In the records that follow, count the lines where the string "counts" appears, and give the count with nothing added.

Stored data entries
□ □ □ □ □ □ □

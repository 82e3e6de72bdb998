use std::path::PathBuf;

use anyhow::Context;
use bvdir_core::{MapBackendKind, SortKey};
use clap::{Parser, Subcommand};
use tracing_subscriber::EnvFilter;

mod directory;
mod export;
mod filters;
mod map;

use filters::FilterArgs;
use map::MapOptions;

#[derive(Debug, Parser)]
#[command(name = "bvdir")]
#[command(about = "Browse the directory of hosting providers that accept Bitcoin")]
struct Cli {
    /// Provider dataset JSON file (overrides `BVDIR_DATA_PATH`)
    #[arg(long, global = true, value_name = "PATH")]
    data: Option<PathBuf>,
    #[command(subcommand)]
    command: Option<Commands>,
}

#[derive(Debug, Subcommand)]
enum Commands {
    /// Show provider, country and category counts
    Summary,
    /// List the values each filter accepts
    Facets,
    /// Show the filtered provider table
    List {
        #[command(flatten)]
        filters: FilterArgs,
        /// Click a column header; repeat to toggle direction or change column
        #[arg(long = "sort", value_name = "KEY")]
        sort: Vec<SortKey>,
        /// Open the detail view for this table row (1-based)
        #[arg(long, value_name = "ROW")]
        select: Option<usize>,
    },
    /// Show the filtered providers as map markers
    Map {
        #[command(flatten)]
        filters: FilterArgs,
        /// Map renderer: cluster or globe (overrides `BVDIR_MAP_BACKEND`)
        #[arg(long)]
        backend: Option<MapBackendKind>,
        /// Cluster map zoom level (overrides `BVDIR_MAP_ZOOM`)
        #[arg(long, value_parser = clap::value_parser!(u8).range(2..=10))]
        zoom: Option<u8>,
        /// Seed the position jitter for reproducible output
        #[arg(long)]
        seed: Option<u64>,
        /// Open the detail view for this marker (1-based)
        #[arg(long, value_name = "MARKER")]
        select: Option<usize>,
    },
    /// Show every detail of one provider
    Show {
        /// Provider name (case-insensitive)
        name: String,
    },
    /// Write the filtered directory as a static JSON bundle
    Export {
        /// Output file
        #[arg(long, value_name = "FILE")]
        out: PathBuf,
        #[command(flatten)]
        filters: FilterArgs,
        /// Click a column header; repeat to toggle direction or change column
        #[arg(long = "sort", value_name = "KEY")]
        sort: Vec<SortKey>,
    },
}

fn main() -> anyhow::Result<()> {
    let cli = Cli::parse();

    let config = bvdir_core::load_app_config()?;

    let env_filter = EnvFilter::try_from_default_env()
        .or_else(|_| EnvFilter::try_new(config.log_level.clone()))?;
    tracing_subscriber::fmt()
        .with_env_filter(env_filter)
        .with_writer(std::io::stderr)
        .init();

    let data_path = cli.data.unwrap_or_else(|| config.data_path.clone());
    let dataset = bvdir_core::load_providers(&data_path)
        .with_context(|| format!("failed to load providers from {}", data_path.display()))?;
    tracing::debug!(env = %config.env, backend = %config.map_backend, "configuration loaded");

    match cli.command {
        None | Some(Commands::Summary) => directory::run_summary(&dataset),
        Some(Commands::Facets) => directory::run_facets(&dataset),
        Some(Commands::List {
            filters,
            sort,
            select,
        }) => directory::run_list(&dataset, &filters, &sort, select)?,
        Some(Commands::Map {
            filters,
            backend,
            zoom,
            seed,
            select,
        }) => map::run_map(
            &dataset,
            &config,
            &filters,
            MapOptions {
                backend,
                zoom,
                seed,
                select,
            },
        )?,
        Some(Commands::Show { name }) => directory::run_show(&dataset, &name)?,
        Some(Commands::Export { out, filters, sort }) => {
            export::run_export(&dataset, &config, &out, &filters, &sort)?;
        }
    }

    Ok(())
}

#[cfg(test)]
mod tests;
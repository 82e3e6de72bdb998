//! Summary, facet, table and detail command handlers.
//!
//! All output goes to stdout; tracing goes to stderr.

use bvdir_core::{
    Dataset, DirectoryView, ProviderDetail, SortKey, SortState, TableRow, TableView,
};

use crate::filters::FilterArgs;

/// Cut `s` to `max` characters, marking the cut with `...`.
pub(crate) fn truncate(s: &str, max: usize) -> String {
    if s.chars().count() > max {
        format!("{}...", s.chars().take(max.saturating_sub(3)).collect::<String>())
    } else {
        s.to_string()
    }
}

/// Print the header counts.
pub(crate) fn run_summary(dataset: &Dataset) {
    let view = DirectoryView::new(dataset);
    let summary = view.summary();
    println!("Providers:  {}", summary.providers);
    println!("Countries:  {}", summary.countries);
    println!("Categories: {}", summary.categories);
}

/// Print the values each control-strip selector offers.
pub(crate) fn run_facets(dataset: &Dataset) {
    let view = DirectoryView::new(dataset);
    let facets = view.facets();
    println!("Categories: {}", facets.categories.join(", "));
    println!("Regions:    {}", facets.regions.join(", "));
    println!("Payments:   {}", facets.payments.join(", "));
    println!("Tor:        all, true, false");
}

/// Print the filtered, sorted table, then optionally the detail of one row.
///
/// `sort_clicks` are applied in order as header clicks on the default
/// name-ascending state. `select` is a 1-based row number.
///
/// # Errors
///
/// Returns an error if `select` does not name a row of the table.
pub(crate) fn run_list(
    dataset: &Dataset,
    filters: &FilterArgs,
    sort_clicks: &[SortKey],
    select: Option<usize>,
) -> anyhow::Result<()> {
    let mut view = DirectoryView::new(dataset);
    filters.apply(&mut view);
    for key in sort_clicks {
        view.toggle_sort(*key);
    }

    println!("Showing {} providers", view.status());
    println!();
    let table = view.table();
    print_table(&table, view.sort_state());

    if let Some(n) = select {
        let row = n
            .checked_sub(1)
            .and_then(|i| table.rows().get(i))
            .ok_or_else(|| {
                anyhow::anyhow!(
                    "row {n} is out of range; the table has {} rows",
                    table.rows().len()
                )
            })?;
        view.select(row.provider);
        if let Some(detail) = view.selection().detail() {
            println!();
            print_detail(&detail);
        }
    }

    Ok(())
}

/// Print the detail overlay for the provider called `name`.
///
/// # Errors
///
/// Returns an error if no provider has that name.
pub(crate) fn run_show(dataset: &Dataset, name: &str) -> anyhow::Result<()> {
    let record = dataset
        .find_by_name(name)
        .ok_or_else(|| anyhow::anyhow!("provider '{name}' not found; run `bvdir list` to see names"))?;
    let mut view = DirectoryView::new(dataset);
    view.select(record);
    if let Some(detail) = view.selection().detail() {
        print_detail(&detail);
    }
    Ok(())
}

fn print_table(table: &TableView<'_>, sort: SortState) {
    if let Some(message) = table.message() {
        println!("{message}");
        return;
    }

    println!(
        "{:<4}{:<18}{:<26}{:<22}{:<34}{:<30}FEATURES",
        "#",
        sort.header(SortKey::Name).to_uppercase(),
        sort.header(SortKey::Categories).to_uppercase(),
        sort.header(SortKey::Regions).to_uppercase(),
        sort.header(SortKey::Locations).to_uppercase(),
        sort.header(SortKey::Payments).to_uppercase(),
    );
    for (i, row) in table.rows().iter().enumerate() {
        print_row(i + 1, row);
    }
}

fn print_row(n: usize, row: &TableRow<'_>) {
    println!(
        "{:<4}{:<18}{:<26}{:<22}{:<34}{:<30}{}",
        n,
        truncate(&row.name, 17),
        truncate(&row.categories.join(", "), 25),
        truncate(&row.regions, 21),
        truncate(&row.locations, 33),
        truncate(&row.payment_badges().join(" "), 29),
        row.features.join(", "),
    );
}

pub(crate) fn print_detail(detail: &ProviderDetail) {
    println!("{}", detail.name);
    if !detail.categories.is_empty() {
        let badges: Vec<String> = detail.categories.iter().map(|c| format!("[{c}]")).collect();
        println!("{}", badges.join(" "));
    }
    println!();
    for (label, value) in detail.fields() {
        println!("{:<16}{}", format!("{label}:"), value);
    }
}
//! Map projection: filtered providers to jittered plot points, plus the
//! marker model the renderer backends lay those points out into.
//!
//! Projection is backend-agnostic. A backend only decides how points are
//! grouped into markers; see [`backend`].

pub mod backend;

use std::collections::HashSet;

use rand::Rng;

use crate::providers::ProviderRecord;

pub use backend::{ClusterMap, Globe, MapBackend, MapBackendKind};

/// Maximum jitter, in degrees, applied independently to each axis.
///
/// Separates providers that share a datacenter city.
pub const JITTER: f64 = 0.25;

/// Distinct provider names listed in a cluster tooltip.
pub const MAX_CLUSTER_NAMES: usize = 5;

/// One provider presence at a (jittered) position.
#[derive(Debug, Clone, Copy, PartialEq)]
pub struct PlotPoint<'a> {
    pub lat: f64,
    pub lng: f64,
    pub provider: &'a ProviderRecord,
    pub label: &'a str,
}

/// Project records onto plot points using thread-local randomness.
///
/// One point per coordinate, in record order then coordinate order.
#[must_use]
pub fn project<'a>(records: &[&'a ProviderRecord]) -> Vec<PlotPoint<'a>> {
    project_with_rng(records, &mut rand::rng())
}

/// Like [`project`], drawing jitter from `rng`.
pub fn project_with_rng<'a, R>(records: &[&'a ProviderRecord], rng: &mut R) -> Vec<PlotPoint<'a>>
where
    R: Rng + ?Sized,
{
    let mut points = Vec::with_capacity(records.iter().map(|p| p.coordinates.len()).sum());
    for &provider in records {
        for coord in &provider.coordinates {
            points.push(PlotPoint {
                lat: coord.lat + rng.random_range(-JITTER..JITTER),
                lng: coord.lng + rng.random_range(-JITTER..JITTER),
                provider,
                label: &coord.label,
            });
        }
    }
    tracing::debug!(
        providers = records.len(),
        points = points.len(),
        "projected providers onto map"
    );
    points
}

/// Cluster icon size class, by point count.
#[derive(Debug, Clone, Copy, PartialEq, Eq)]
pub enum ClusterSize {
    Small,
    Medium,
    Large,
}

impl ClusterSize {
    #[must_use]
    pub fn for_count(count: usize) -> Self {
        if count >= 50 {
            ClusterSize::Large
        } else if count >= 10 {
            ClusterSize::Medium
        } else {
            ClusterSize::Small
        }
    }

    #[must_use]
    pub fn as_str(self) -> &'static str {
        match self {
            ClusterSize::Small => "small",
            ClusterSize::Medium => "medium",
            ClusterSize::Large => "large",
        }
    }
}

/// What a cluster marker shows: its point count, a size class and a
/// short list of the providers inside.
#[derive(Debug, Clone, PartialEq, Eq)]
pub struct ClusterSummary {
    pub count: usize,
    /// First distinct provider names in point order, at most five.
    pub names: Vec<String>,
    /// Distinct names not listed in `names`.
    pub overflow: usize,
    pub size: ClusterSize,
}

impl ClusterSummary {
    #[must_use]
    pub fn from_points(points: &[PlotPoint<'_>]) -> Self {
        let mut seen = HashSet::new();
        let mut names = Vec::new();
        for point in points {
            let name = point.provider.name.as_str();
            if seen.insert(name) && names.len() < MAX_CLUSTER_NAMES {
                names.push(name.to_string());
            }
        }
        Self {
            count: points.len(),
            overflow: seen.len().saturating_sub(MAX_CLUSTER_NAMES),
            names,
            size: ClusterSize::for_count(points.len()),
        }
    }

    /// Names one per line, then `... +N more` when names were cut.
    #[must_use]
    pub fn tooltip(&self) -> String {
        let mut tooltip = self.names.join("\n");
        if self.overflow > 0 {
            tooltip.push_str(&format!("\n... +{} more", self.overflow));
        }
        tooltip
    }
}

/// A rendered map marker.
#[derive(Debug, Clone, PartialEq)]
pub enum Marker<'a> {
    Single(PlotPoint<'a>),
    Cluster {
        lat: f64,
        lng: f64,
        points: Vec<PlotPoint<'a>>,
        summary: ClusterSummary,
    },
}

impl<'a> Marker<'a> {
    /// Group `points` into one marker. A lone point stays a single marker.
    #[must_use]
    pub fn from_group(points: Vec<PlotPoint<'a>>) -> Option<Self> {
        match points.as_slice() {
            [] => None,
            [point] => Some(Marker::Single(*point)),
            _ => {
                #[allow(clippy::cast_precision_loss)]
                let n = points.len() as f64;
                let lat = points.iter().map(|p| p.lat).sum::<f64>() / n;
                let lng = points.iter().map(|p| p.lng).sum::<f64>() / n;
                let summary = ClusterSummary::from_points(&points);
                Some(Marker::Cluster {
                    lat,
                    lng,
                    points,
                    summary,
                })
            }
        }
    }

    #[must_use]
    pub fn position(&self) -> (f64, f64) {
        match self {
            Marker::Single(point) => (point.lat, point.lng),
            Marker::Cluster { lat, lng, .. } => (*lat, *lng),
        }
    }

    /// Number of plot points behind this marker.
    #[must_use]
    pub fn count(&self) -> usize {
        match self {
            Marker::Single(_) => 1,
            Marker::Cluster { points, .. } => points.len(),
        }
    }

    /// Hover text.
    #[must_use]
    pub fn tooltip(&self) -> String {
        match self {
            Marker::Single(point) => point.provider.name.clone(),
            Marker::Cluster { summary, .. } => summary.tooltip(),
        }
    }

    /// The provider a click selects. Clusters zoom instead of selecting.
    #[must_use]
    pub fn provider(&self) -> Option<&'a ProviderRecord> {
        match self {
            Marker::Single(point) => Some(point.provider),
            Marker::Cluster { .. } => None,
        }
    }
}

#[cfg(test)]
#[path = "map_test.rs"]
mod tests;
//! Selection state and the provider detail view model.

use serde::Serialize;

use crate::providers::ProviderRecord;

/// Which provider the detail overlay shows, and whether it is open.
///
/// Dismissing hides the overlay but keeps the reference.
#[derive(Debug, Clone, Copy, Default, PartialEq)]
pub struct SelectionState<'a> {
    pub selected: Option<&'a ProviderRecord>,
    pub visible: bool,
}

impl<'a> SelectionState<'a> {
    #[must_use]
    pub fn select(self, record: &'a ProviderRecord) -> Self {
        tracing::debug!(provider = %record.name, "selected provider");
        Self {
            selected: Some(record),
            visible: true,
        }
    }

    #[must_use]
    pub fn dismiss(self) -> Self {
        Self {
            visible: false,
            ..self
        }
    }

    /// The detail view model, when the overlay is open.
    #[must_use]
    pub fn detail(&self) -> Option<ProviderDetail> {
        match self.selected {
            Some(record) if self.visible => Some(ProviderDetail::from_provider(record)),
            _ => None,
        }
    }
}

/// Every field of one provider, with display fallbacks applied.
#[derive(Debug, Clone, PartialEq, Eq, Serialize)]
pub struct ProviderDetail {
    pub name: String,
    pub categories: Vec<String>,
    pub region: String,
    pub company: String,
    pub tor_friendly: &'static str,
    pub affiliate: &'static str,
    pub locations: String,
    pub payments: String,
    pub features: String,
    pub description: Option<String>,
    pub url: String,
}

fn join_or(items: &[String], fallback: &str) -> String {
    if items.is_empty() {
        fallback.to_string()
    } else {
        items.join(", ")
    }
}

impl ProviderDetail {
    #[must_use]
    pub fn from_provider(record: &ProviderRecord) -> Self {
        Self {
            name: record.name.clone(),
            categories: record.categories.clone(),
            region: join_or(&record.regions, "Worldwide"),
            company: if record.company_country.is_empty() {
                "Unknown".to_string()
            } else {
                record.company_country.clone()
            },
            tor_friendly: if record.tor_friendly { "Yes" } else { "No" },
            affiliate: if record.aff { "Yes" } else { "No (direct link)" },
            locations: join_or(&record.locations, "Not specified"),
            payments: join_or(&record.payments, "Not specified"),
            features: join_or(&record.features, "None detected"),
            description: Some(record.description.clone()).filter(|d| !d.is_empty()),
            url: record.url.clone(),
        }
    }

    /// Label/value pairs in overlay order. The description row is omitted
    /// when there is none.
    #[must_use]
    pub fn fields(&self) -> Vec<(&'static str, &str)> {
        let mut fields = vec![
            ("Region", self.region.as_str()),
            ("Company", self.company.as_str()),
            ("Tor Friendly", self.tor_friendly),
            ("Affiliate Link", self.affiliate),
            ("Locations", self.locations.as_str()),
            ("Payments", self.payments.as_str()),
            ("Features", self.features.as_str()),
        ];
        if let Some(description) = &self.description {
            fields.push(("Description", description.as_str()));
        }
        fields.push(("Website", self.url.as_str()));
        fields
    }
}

□ □ □ □ □ □ □

* **Exercise result**
2